Q: When should I use single quotes instead of double quotes?—John Batson
A: Double quotation marks signify the exact words of someone else speaking in your writing. Single quotation marks come into play when the person you’re quoting quotes someone or something else.
Look at this example:
“I’m irritated with Dad right now,” said my sister. “Last week he said to me, ‘Jennie, if you don’t wash your own clothes, I’m going to start throwing them in the backyard.’ Last night I found my favorite shirt hanging from the bird-feeder.”
The writer is quoting his sister, Jennie. She gets the double quote marks credited to her speech. But while Jennie is talking, she quotes her dad. His words (which she’s reciting) get the single marks.
As sentences become more complicated with multiple quotes, the rule is to alternate between double and single marks.
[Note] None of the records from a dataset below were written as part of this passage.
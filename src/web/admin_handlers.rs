// src/web/admin_handlers.rs
use crate::{
    error::AppResult,
    forms::DeletePostForm,
    services::{post_service, user_service},
    state::AppState,
    templates::{render, AdminBoardPage},
    web::{
        flash::{self, page_nav},
        mw_auth::CurrentUser,
    },
};
use axum::{
    extract::{Extension, Form, State},
    response::{Html, Redirect},
};
use tower_sessions::Session;

// GET /adminboard
pub async fn adminboard_page(
    State(state): State<AppState>,
    session: Session,
    Extension(CurrentUser(admin)): Extension<CurrentUser>,
) -> AppResult<Html<String>> {
    tracing::debug!("GET /adminboard by {}", admin.username);
    let posts = post_service::list_posts(&state.db_pool).await?;
    let users = user_service::find_all_users(&state.db_pool).await?;

    let page = AdminBoardPage {
        nav: page_nav(&session, Some(&admin)).await?,
        posts,
        users,
    };
    render(page)
}

// POST /adminboard
pub async fn handle_delete_post(
    State(state): State<AppState>,
    session: Session,
    Extension(CurrentUser(admin)): Extension<CurrentUser>,
    Form(form): Form<DeletePostForm>,
) -> AppResult<Redirect> {
    let post_id = match form.validate(&state.db_pool).await? {
        Ok(id) => id,
        Err(errors) => {
            flash::errors(&session, &errors).await?;
            return Ok(Redirect::to("/adminboard"));
        }
    };

    if post_service::delete_post(&state.db_pool, post_id).await? {
        tracing::info!("Admin {} deleted post {}", admin.username, post_id);
        flash::info(&session, format!("Post {post_id} deleted.")).await?;
    } else {
        flash::error(&session, "Please enter a valid post id.").await?;
    }
    Ok(Redirect::to("/adminboard"))
}
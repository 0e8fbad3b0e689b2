// src/models/post.rs
use chrono::{DateTime, Utc};
use sqlx::FromRow;

pub const POST_BODY_MAX: usize = 140;

/// A board post joined with its author's username.
#[derive(Debug, Clone, FromRow)]
pub struct Post {
    pub id: i64,
    pub body: String,
    pub timestamp: DateTime<Utc>,
    pub author: String,
}

impl Post {
    pub fn formatted_time(&self) -> String {
        self.timestamp.format("%H:%M %d/%m/%y").to_string()
    }
}
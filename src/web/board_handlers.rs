// src/web/board_handlers.rs
use crate::{
    error::AppResult,
    forms::PostForm,
    services::post_service,
    state::AppState,
    templates::{render, BoardPage, IndexPage},
    web::{
        flash::{self, page_nav},
        mw_auth::CurrentUser,
    },
};
use axum::{
    extract::{Extension, Form, State},
    response::{Html, Redirect},
};
use tower_sessions::Session;

const RECENT_POSTS: usize = 5;

// GET /index
pub async fn index_page(
    State(state): State<AppState>,
    session: Session,
    Extension(CurrentUser(user)): Extension<CurrentUser>,
) -> AppResult<Html<String>> {
    let mut recent_posts = post_service::list_posts(&state.db_pool).await?;
    recent_posts.truncate(RECENT_POSTS);

    let page = IndexPage {
        nav: page_nav(&session, Some(&user)).await?,
        username: user.username.clone(),
        role_name: user.role_name(),
        is_verified: user.is_verified(),
        recent_posts,
    };
    render(page)
}

// GET /board
pub async fn board_page(
    State(state): State<AppState>,
    session: Session,
    Extension(CurrentUser(user)): Extension<CurrentUser>,
) -> AppResult<Html<String>> {
    let posts = post_service::list_posts(&state.db_pool).await?;
    tracing::debug!("GET /board: {} posts for {}", posts.len(), user.username);
    let page = BoardPage {
        nav: page_nav(&session, Some(&user)).await?,
        posts,
    };
    render(page)
}

// POST /board
pub async fn handle_new_post(
    State(state): State<AppState>,
    session: Session,
    Extension(CurrentUser(user)): Extension<CurrentUser>,
    Form(form): Form<PostForm>,
) -> AppResult<Redirect> {
    let errors = form.validate();
    if !errors.is_empty() {
        flash::errors(&session, &errors).await?;
        return Ok(Redirect::to("/board"));
    }

    post_service::create_post(&state.db_pool, user.id, form.body.trim()).await?;
    flash::info(&session, "Your post is now live!").await?;
    Ok(Redirect::to("/board"))
}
“I talked to Mom last night and she said, ‘I agree with your father. And when he says, “I’m going to throw your clothes in the backyard,” he means it.’ This is laundry war!”
So use single quotes only inside double quotes. And you can quote me on that—as long as you use the correct set of marks.
Brian A. Klems is the online managing editor of Writer’s Digest magazine.
Have a question for me? Feel free to post it in the comments section below or e-mail me at WritersDig@fwpubs.com with “Q&Q” in the subject line. Come back each Tuesday as I try to give you more insight into the writing life.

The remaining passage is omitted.